Source records:
***

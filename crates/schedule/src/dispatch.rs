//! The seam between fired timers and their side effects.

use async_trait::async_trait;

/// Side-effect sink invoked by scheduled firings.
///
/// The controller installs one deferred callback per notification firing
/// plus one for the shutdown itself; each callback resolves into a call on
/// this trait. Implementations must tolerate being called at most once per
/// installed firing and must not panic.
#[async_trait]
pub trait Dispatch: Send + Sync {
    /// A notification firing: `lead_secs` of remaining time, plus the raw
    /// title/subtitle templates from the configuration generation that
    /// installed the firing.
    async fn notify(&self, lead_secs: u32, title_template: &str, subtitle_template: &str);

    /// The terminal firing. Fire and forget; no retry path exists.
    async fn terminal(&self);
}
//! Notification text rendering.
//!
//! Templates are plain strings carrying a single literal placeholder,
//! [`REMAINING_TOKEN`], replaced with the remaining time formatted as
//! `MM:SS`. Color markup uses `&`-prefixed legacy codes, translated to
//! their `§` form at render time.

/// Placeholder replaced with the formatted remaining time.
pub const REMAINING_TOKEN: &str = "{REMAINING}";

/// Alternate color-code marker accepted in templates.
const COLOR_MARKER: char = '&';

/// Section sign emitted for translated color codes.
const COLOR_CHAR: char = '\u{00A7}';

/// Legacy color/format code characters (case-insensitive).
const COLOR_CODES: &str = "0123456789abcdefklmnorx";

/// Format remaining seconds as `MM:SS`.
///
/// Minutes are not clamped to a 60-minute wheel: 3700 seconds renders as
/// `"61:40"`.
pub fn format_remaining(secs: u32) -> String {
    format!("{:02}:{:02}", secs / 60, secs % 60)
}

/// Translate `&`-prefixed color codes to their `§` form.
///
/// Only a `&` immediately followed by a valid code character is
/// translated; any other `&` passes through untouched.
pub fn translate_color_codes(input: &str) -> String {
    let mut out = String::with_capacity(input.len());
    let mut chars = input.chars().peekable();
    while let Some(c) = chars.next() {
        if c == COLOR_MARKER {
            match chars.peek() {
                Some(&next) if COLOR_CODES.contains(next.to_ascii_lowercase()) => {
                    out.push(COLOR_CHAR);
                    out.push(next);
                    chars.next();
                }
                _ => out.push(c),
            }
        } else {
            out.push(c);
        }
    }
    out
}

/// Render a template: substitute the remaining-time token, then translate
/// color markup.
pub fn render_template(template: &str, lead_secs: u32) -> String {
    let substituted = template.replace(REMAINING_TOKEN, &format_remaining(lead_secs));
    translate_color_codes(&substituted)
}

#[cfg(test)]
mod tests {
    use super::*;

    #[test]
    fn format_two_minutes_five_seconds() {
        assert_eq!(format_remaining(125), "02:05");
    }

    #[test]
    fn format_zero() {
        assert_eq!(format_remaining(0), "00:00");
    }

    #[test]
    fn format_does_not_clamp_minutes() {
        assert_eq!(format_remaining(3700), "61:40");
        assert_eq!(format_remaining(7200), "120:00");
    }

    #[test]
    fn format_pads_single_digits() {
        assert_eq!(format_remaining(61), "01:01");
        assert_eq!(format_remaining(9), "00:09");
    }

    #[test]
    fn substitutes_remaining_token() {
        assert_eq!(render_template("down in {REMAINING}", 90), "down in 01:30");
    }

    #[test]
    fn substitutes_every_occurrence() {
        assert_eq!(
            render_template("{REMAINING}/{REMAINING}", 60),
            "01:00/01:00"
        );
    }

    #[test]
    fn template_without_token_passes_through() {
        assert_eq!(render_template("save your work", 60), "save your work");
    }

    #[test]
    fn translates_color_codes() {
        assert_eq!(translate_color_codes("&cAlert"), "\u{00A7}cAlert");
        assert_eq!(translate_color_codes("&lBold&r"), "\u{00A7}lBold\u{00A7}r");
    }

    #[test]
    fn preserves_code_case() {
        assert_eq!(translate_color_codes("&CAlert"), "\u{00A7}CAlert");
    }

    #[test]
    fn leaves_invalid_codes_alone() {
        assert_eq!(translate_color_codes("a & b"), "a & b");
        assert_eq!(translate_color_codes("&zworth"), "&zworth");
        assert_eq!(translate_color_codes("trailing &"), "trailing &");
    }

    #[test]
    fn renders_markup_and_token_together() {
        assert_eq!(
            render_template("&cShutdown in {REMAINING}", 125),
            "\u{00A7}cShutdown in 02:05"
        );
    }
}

***

Tally the lines of the records that hold the word "push" and output only the total.

SOLUTION TO THIS TASK:
4